(Saved data entries)
Segment Open
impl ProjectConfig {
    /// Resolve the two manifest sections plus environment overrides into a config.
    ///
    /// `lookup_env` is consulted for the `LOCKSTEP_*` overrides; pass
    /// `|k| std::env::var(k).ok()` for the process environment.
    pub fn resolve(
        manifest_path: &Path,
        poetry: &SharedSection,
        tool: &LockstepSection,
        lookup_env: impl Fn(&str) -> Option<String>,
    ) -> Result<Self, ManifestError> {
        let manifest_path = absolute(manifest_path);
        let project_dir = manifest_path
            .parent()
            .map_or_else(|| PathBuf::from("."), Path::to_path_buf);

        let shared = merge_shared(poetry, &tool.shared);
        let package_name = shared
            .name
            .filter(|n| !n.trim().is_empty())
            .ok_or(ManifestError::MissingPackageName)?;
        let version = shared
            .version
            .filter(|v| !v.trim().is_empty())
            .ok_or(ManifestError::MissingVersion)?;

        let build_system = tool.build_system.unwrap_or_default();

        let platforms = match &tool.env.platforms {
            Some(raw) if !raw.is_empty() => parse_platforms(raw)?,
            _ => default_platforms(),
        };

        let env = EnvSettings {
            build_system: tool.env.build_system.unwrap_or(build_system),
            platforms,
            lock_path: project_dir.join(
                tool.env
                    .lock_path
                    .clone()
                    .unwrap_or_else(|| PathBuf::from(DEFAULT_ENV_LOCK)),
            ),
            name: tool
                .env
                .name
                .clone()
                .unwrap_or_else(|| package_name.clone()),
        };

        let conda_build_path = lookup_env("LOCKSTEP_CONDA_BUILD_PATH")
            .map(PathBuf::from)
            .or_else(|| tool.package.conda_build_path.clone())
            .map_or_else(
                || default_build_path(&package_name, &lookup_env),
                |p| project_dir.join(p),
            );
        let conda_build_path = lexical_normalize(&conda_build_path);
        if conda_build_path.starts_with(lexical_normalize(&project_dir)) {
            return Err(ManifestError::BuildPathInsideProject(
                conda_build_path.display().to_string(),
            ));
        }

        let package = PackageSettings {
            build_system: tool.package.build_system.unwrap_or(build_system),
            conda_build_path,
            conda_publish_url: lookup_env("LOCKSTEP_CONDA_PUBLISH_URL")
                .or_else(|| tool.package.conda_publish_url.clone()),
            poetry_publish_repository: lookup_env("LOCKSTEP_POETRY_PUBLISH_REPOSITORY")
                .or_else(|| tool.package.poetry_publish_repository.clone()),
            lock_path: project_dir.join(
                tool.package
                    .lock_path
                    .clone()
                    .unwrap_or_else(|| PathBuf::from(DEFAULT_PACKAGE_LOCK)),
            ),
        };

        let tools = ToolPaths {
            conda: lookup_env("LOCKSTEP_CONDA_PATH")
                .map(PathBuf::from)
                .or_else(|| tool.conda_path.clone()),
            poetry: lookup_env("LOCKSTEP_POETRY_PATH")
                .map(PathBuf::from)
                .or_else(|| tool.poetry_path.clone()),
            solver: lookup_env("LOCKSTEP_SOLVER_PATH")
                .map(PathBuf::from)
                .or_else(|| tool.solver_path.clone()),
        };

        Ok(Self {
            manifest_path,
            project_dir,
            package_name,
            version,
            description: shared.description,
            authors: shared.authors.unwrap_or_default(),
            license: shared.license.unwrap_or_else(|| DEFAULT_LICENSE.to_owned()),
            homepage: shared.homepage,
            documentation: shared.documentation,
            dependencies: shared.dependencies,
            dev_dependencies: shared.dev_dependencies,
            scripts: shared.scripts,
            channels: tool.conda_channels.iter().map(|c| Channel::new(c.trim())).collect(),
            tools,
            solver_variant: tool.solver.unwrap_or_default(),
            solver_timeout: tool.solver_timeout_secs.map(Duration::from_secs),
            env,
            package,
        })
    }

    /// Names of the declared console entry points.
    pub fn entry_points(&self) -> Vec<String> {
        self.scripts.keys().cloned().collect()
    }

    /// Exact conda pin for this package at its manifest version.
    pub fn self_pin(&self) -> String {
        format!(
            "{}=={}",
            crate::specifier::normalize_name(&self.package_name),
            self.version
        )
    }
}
Segment Closed
> [Your task] None of the lines before the one containing "its manifest version." belong in the answer; reproduce that line and all later lines of the records exactly.

> [Final answer]
    /// Exact conda pin for this package at its manifest version.
    pub fn self_pin(&self) -> String {
        format!(
            "{}=={}",
            crate::specifier::normalize_name(&self.package_name),
            self.version
        )
    }
}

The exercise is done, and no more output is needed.